Um método para a interferência de RNA (RNAi) pela injeção de dsRNA em carrapatos em jejum é descrito. RNAi é a mais utilizada técnica de silenciamento de genes em carrapatos onde o uso de outros métodos de manipulação genética tem sido limitado.
Carrapatos são ectoparasitas hematófagos obrigatórios de animais selvagens e domésticos e seres humanos, e são considerados em todo o mundo segundo a mosquitos como vetores de doenças humanas 1 e os vetores mais importantes que afetam pecuária em todo o mundo 2. Carrapatos são classificados na subclasse Acari, Parasitiformes ordem, subordem Ixodida e são distribuídas em todo o mundo a partir do Ártico para as regiões tropical 3. Apesar dos esforços para controlar a infestação de carrapatos, estes ectoparasitas continuar a ser um problema sério para a saúde humana e animal 4,5.
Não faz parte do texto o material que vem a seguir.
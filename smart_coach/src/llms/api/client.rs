use super::{
    config::ApiConfigTrait,
    error::{map_api_error, map_serialization_error, ClientError},
};
use bytes::Bytes;
use serde::Serialize;

/// Body of a successful provider response, before any interpretation.
#[derive(Clone, Debug, PartialEq, Eq)]
pub struct RawProviderResponse {
    pub status: u16,
    pub body: Bytes,
}

impl RawProviderResponse {
    pub fn text(&self) -> String {
        String::from_utf8_lossy(&self.body).into_owned()
    }
}

/// HTTP client for one provider endpoint.
///
/// Holds no per-call state, so one instance can serve concurrent calls. Cloning shares
/// reqwest's connection pool.
#[derive(Debug, Clone)]
pub(crate) struct ApiClient<C: ApiConfigTrait> {
    http_client: reqwest::Client,
    pub config: C,
}

impl<C: ApiConfigTrait> ApiClient<C> {
    pub(crate) fn new(config: C) -> Self {
        Self {
            http_client: reqwest::Client::new(),
            config,
        }
    }

    /// Make exactly one POST to the completion endpoint.
    ///
    /// The credential is resolved first; without one no request is built or sent.
    pub(crate) async fn post<I>(&self, request: &I) -> Result<RawProviderResponse, ClientError>
    where
        I: Serialize + std::fmt::Debug,
    {
        let api_config = self.config.api_config();
        let api_key = api_config.load_api_key()?;

        let url = reqwest::Url::parse(&api_config.url()).map_err(|e| ClientError::InvalidConfig {
            field: "base_url",
            reason: e.to_string(),
        })?;

        let serialized_request = serde_json::to_string(request).map_err(map_serialization_error)?;
        crate::trace!("Serialized request: {}", serialized_request);

        let mut request_builder = self
            .http_client
            .post(url)
            .headers(self.config.headers(&api_key)?)
            .header(reqwest::header::CONTENT_TYPE, "application/json")
            .body(serialized_request);
        if let Some(timeout) = api_config.timeout {
            request_builder = request_builder.timeout(timeout);
        }

        self.execute(request_builder.build()?).await
    }

    async fn execute(&self, request: reqwest::Request) -> Result<RawProviderResponse, ClientError> {
        crate::debug!("POST {}", request.url());
        let response = self.http_client.execute(request).await.map_err(|e| {
            crate::error!("Transport failure: {e}");
            ClientError::Reqwest(e)
        })?;

        let status = response.status();
        let body = response.bytes().await?;

        if !status.is_success() {
            let api_error = map_api_error(status.as_u16(), body.as_ref());
            crate::error!(?api_error);
            return Err(api_error);
        }

        crate::trace!(
            "Serialized response: {}",
            String::from_utf8_lossy(body.as_ref())
        );
        Ok(RawProviderResponse {
            status: status.as_u16(),
            body,
        })
    }
}
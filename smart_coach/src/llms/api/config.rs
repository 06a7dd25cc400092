use super::error::ClientError;
use reqwest::header::HeaderMap;
use secrecy::Secret;

#[derive(Clone, Debug)]
pub struct ApiConfig {
    /// Scheme, host and version prefix, e.g. `https://api.deepseek.com/v1`.
    pub base_url: String,
    pub completion_path: String,
    pub api_key: Option<Secret<String>>,
    pub api_key_env_var: String,
    /// Explicit model id. Takes priority over `model_env_var`.
    pub model: Option<String>,
    pub model_env_var: String,
    pub default_model: String,
    /// Whole-request timeout. `None` leaves reqwest's default, which never times out.
    pub timeout: Option<std::time::Duration>,
}

impl ApiConfig {
    /// Resolve the credential for one call: the explicit value, else the process
    /// environment, else `.env`. Not cached, so a key set after startup is picked up on the
    /// next call.
    pub(crate) fn load_api_key(&self) -> crate::Result<Secret<String>, ClientError> {
        if let Some(api_key) = self.api_key.as_ref() {
            crate::trace!("Using api_key from parameter");
            return Ok(api_key.to_owned());
        }
        crate::trace!("api_key not set. Attempting to load from env or .env");

        match env_var(&self.api_key_env_var) {
            Some(api_key) if !api_key.trim().is_empty() => {
                crate::trace!("Successfully loaded api_key from env");
                Ok(Secret::new(api_key))
            }
            _ => {
                crate::trace!(
                    "{} not found in dotenv, nor was it set manually",
                    self.api_key_env_var
                );
                Err(ClientError::MissingApiKey {
                    env_var: self.api_key_env_var.clone(),
                })
            }
        }
    }

    /// Resolve the model id for one call: explicit, then environment override, then default.
    pub fn load_model(&self) -> String {
        if let Some(model) = &self.model {
            return model.to_owned();
        }
        match env_var(&self.model_env_var) {
            Some(model) if !model.trim().is_empty() => model.trim().to_string(),
            _ => self.default_model.clone(),
        }
    }

    pub fn url(&self) -> String {
        format!(
            "{}/{}",
            self.base_url.trim_end_matches('/'),
            self.completion_path.trim_start_matches('/')
        )
    }
}

pub trait LlmApiConfigTrait {
    fn api_base_config_mut(&mut self) -> &mut ApiConfig;

    fn api_config(&self) -> &ApiConfig;

    fn with_base_url<S: AsRef<str>>(mut self, base_url: S) -> Self
    where
        Self: Sized,
    {
        self.api_base_config_mut().base_url = base_url.as_ref().to_string();
        self
    }

    fn with_completion_path<S: AsRef<str>>(mut self, path: S) -> Self
    where
        Self: Sized,
    {
        self.api_base_config_mut().completion_path = path.as_ref().to_string();
        self
    }

    fn with_api_key<S: Into<String>>(mut self, api_key: S) -> Self
    where
        Self: Sized,
    {
        self.api_base_config_mut().api_key = Some(Secret::from(api_key.into()));
        self
    }

    /// Set the environment variable name for the API key. Default is `DEEPSEEK_API_KEY`.
    fn with_api_key_env_var<S: Into<String>>(mut self, api_key_env_var: S) -> Self
    where
        Self: Sized,
    {
        self.api_base_config_mut().api_key_env_var = api_key_env_var.into();
        self
    }

    fn with_model<S: Into<String>>(mut self, model: S) -> Self
    where
        Self: Sized,
    {
        self.api_base_config_mut().model = Some(model.into());
        self
    }

    /// Set the environment variable name for the model override. Default is `DEEPSEEK_MODEL`.
    fn with_model_env_var<S: Into<String>>(mut self, model_env_var: S) -> Self
    where
        Self: Sized,
    {
        self.api_base_config_mut().model_env_var = model_env_var.into();
        self
    }

    fn with_timeout(mut self, timeout: std::time::Duration) -> Self
    where
        Self: Sized,
    {
        self.api_base_config_mut().timeout = Some(timeout);
        self
    }
}

/// Read `name` from the process environment, falling back to a `.env` file.
///
/// The `.env` file is only read, never applied with `set_var`.
fn env_var(name: &str) -> Option<String> {
    if let Ok(value) = std::env::var(name) {
        return Some(value);
    }
    let entries = dotenvy::dotenv_iter().ok()?;
    find_entry(entries, name)
}

fn find_entry<I>(entries: I, name: &str) -> Option<String>
where
    I: IntoIterator<Item = dotenvy::Result<(String, String)>>,
{
    entries
        .into_iter()
        .filter_map(Result::ok)
        .find(|(key, _)| key == name)
        .map(|(_, value)| value)
}

pub(crate) trait ApiConfigTrait {
    fn headers(&self, api_key: &Secret<String>) -> crate::Result<HeaderMap, ClientError>;

    fn api_config(&self) -> &ApiConfig;
}
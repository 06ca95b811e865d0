//! Export CLI command.

use super::PatrolApp;
use crate::io::ExportMode;
use crate::storage::{DocumentStore, FileStore};
use anyhow::{Context, Result};
use std::io::Write;
use std::path::{Path, PathBuf};

/// Fetches one snapshot and writes the disposition CSV.
///
/// With `output` set to a directory the suggested file name is used inside
/// it; a file path is used as is; `None` writes to `out`. Returns the
/// number of data rows.
pub async fn cmd_export<D, F>(
    app: &PatrolApp<D, F>,
    all: bool,
    output: Option<&Path>,
    out: &mut impl Write,
) -> Result<usize>
where
    D: DocumentStore + 'static,
    F: FileStore + 'static,
{
    app.load_candidates()
        .await
        .context("failed to fetch candidate snapshot")?;

    let mode = if all {
        ExportMode::All
    } else {
        ExportMode::DesignatedOnly
    };
    let export = app.review_service().export_csv(mode)?;

    match output {
        Some(path) => {
            let target = resolve_target(path, export.file_name);
            std::fs::write(&target, &export.content)
                .with_context(|| format!("failed to write {}", target.display()))?;
            tracing::info!(path = %target.display(), rows = export.rows, "CSV exported");
        },
        None => out.write_all(&export.content)?,
    }
    Ok(export.rows)
}

fn resolve_target(path: &Path, file_name: &str) -> PathBuf {
    if path.is_dir() {
        path.join(file_name)
    } else {
        path.to_path_buf()
    }
}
Interferência de RNA (RNAi) 6 é uma abordagem inversa à base de ácido nucléico genética que envolve a interrupção da expressão do gene, a fim de determinar a função do gene ou o seu efeito em uma via metabólica. Pequenos RNAs de interferência (siRNAs) são as moléculas efetoras da via RNAi que é iniciado pelo double-stranded RNA (dsRNA) e resulta em um potente seqüência específica de degradação de mRNAs citoplasmáticos contendo a mesma seqüência como o gatilho dsRNA 7-9. Pós-transcricional mecanismos de silenciamento de genes iniciado por dsRNA foram descobertas em todos os eucariotos estudados até agora, e RNAi foi rapidamente desenvolvido em uma variedade de organismos como uma ferramenta para estudos de genômica funcional e outras aplicações 10.
RNAi tem se tornado a mais utilizada técnica de silenciamento de genes em carrapatos e outros organismos em que as abordagens alternativas para a manipulação genética não estão disponíveis ou são pouco confiáveis 5,11. A caracterização genética de carrapatos tem sido limitado até que a recente aplicação de RNAi 12,13. No pouco tempo que RNAi tem sido disponível, ele provou ser um instrumento valioso para estudar a função do gene carrapato, a caracterização da interface carrapato-patógeno e ao rastreio e caracterização de antígenos de carrapatos de proteção 14. Aqui, um método para RNAi através da injeção de dsRNA em carrapatos em jejum é descrito. É provável que o conhecimento adquirido a partir desta abordagem experimental contribuirá significativamente para a compreensão dos sistemas biológicos básicos e ao desenvolvimento de vacinas para controlar a infestação de carrapato e prevenir a transmissão de patógenos por carrapatos 15-19.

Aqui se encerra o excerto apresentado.